//! Game bindings for Python.

use pyo3::prelude::*;

use crate::core::{Action, GameConfig, NodeId};
use crate::game::GraphGame;

use super::py_core::{PyAction, PyNextNode, PyObservation};

/// Python wrapper for GraphGame.
#[pyclass(name = "GraphGame")]
pub struct PyGraphGame {
    game: GraphGame,
}

#[pymethods]
impl PyGraphGame {
    /// Create a new game.
    ///
    /// # Arguments
    /// - seed: RNG seed; None draws a fresh one
    /// - graph_size: Must be 11
    /// - skill_charges: Skill uses for the whole game
    #[new]
    #[pyo3(signature = (seed = None, graph_size = 11, skill_charges = 1))]
    fn new(seed: Option<u64>, graph_size: usize, skill_charges: u32) -> PyResult<Self> {
        let mut config = GameConfig::default()
            .with_graph_size(graph_size)
            .with_skill_charges(skill_charges);
        config.seed = seed;
        Ok(Self {
            game: GraphGame::from_config(config)?,
        })
    }

    /// Move to `next_node`, optionally firing the skill at `skill` first.
    #[pyo3(signature = (next_node, skill = 0))]
    fn step(&mut self, next_node: u8, skill: u8) -> PyResult<PyObservation> {
        let obs = self.game.step(&Action::from_raw(next_node, skill))?;
        Ok(PyObservation(obs))
    }

    /// Apply a prebuilt action.
    fn step_action(&mut self, action: &PyAction) -> PyResult<PyObservation> {
        Ok(PyObservation(self.game.step(&action.0)?))
    }

    /// Outgoing edges of `node`.
    fn get_next_nodes(&self, node: u8) -> PyResult<Vec<PyNextNode>> {
        let next = self.game.get_next_nodes(NodeId(node))?;
        Ok(next.into_iter().map(PyNextNode).collect())
    }

    /// Every action accepted from the current node.
    fn legal_actions(&self) -> Vec<PyAction> {
        self.game.legal_actions().into_iter().map(PyAction).collect()
    }

    /// The full weight matrix as nested lists.
    fn graph(&self) -> Vec<Vec<u8>> {
        self.game.graph().to_rows()
    }

    /// One-way pairs as `(a, b)` tuples.
    fn one_way_pairs(&self) -> Vec<(u8, u8)> {
        self.game.one_way_pairs().pairs().map(|(a, b)| (a.0, b.0)).collect()
    }

    /// Nodes that end the game.
    fn end_nodes(&self) -> Vec<u8> {
        self.game.end_nodes().into_iter().map(|n| n.0).collect()
    }

    #[getter]
    fn cur_node(&self) -> u8 {
        self.game.current_node().0
    }

    #[getter]
    fn points(&self) -> u32 {
        self.game.points()
    }

    #[getter]
    fn steps(&self) -> u32 {
        self.game.steps()
    }

    #[getter]
    fn skill_left(&self) -> u32 {
        self.game.skill_left()
    }

    #[getter]
    fn done(&self) -> bool {
        self.game.is_done()
    }

    #[getter]
    fn seed(&self) -> u64 {
        self.game.seed()
    }

    fn __repr__(&self) -> String {
        format!(
            "GraphGame(cur_node={}, points={}, steps={}, done={})",
            self.game.current_node().0,
            self.game.points(),
            self.game.steps(),
            self.game.is_done()
        )
    }
}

§ Task to complete:
Only the lines from the one with "fn graph(&self) ->" through the last line above should be restated, word for word.

§ Response to this task:
    fn graph(&self) -> Vec<Vec<u8>> {
        self.game.graph().to_rows()
    }

    /// One-way pairs as `(a, b)` tuples.
    fn one_way_pairs(&self) -> Vec<(u8, u8)> {
        self.game.one_way_pairs().pairs().map(|(a, b)| (a.0, b.0)).collect()
    }

    /// Nodes that end the game.
    fn end_nodes(&self) -> Vec<u8> {
        self.game.end_nodes().into_iter().map(|n| n.0).collect()
    }

    #[getter]
    fn cur_node(&self) -> u8 {
        self.game.current_node().0
    }

    #[getter]
    fn points(&self) -> u32 {
        self.game.points()
    }

    #[getter]
    fn steps(&self) -> u32 {
        self.game.steps()
    }

    #[getter]
    fn skill_left(&self) -> u32 {
        self.game.skill_left()
    }

    #[getter]
    fn done(&self) -> bool {
        self.game.is_done()
    }

    #[getter]
    fn seed(&self) -> u64 {
        self.game.seed()
    }

    fn __repr__(&self) -> String {
        format!(
            "GraphGame(cur_node={}, points={}, steps={}, done={})",
            self.game.current_node().0,
            self.game.points(),
            self.game.steps(),
            self.game.is_done()
        )
    }
}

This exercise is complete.